# [WORK REQUEST]
Which lines of the records below contain the word "PreflightFailure"? Report each of them in full.

◆ ◆ ◆

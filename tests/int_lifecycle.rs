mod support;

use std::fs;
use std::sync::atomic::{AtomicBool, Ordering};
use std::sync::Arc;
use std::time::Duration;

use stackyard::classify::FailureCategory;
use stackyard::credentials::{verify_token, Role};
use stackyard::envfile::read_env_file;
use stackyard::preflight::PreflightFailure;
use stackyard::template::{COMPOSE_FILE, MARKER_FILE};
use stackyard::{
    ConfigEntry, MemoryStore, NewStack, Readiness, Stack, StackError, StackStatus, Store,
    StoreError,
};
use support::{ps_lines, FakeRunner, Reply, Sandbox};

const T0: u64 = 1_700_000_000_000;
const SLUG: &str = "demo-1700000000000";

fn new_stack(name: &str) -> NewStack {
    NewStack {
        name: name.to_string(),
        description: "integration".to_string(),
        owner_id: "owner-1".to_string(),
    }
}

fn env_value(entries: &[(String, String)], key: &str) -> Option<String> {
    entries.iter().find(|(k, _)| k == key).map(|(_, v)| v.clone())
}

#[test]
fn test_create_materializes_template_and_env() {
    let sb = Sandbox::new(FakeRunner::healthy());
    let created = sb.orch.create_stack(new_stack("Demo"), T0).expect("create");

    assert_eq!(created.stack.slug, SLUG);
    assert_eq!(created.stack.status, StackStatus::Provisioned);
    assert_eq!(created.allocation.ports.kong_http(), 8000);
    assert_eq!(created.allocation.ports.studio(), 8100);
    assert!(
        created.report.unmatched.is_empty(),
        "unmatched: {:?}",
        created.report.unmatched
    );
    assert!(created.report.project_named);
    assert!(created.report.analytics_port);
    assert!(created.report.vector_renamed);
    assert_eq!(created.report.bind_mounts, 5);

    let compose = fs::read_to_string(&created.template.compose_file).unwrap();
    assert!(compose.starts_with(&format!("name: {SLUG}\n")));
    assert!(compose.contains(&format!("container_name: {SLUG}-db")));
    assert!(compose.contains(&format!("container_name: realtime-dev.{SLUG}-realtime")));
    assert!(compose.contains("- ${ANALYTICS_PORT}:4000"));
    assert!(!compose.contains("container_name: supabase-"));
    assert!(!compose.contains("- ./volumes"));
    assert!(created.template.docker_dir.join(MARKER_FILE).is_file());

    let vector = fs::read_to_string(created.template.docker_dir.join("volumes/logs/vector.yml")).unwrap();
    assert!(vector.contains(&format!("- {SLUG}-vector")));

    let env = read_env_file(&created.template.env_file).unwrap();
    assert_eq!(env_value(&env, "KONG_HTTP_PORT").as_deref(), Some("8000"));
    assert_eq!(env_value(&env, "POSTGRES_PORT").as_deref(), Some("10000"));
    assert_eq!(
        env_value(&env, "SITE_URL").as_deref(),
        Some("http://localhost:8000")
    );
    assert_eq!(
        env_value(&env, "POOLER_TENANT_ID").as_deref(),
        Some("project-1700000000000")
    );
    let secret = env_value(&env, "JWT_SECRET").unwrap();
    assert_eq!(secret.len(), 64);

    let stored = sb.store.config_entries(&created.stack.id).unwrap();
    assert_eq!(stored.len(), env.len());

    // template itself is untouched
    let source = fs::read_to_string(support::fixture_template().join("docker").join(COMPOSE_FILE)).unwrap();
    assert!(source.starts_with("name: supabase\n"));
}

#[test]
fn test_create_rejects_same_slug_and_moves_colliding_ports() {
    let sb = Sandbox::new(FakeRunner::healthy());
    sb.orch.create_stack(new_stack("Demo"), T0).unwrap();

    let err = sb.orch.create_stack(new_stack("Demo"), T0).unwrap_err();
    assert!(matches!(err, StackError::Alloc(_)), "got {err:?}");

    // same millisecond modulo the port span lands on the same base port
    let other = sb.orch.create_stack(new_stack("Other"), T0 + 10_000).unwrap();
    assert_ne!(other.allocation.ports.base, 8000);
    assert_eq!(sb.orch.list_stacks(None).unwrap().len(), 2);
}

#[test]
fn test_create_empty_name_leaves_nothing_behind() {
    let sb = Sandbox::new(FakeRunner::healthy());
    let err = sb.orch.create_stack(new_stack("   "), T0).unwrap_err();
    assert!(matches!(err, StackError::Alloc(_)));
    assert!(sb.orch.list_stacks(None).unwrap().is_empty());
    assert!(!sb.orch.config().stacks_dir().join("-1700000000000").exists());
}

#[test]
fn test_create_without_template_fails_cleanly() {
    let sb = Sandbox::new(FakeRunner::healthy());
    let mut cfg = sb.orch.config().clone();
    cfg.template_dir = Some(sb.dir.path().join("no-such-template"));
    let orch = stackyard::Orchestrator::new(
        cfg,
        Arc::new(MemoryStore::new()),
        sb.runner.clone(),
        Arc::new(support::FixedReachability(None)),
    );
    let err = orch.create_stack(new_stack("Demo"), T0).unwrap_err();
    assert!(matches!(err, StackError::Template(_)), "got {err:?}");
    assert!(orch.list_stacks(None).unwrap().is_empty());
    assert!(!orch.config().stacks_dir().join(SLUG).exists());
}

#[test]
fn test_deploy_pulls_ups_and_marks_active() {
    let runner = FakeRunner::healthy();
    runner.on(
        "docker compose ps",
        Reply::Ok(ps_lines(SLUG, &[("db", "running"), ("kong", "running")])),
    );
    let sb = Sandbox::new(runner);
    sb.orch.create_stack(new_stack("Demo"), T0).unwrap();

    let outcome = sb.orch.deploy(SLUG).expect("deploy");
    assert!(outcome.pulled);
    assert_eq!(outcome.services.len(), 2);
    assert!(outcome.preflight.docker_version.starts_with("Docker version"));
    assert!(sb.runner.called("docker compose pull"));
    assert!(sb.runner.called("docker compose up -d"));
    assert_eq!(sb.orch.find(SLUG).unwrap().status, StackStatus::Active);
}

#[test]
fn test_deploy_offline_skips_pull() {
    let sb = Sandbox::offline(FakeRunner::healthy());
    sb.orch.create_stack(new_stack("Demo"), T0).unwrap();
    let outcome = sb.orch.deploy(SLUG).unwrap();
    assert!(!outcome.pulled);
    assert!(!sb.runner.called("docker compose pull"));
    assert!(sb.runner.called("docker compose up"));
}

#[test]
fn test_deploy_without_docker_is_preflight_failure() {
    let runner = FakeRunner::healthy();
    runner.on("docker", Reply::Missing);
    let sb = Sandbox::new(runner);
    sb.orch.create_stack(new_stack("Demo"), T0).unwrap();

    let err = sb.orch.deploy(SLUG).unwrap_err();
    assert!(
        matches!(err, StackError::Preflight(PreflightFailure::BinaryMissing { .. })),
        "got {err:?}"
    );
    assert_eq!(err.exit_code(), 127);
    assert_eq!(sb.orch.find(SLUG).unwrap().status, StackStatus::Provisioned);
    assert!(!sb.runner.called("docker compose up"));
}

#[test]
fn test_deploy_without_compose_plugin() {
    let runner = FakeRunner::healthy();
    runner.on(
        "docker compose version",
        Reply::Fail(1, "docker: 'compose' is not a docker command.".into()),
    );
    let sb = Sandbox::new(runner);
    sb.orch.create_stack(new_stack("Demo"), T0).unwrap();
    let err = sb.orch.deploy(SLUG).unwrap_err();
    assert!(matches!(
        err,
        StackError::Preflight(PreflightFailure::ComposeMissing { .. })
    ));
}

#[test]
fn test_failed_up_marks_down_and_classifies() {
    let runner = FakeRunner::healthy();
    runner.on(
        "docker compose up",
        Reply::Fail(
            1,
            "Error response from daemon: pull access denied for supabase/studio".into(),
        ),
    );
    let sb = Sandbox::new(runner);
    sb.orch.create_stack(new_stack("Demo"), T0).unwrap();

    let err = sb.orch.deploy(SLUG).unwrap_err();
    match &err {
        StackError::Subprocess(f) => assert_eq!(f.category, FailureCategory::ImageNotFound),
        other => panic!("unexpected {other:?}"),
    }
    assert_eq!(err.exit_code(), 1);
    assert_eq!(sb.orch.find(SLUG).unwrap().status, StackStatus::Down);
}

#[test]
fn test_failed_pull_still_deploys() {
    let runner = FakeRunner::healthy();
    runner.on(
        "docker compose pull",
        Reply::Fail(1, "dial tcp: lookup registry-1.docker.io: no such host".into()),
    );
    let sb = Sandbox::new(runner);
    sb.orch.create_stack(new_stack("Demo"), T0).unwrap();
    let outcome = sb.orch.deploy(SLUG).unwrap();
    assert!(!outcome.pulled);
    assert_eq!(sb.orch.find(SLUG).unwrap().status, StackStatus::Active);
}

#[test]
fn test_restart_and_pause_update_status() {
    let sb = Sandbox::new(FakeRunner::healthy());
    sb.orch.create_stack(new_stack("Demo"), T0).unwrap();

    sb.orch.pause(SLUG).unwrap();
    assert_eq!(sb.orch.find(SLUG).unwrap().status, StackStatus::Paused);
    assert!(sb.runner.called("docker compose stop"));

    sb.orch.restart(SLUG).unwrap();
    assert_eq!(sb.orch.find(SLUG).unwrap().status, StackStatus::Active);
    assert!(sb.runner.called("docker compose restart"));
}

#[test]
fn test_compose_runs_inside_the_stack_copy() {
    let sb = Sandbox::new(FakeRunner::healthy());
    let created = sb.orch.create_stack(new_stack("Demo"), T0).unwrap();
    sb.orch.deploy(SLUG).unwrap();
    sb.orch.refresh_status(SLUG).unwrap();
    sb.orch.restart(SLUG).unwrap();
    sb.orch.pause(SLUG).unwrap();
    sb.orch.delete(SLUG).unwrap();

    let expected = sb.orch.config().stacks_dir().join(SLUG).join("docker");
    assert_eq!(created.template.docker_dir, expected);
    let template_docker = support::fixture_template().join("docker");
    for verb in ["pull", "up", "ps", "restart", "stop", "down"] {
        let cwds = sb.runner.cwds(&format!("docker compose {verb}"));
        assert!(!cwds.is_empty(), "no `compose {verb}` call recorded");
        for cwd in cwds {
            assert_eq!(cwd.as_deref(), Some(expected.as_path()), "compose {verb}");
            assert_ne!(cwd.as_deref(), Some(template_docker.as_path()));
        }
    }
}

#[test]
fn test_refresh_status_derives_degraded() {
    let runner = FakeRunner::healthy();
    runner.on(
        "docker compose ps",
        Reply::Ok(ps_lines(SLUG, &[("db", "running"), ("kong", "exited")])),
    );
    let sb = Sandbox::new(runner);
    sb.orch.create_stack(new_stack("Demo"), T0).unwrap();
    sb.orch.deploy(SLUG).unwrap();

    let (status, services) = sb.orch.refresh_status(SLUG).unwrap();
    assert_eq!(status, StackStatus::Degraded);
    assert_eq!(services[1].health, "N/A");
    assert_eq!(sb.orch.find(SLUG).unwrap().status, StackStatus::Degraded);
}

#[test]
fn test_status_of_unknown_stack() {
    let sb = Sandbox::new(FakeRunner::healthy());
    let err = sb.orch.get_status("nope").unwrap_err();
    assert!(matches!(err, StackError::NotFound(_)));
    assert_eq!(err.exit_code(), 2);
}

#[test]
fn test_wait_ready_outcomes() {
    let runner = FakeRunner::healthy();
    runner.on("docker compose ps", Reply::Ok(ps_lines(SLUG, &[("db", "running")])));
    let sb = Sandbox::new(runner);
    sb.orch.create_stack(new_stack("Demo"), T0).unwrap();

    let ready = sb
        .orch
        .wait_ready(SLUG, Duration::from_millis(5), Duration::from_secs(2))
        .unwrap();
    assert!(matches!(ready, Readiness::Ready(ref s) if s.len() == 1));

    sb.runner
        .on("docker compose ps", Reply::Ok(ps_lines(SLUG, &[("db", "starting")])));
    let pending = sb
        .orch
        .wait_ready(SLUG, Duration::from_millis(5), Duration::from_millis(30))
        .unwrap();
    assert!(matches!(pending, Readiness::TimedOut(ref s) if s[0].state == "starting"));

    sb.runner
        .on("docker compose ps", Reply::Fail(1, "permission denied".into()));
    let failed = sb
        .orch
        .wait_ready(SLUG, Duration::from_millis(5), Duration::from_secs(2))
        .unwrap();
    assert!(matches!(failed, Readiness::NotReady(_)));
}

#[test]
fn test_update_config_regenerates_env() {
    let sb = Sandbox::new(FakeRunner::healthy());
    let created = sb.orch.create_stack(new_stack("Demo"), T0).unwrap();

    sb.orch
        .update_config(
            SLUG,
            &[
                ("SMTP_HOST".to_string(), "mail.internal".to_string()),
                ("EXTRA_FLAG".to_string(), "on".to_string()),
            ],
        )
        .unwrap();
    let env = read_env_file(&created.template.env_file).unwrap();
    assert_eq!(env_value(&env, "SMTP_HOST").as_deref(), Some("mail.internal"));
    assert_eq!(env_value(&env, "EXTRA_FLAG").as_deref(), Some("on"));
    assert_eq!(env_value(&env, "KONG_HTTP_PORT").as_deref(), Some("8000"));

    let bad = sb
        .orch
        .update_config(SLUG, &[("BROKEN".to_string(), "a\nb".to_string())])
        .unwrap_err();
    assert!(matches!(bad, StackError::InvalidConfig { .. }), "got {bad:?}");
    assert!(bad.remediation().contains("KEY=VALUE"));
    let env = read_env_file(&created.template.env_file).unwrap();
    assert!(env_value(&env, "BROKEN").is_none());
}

◆ ◆ ◆

# [RESULT OF THE TASK]
use stackyard::preflight::PreflightFailure;
        matches!(err, StackError::Preflight(PreflightFailure::BinaryMissing { .. })),
        StackError::Preflight(PreflightFailure::ComposeMissing { .. })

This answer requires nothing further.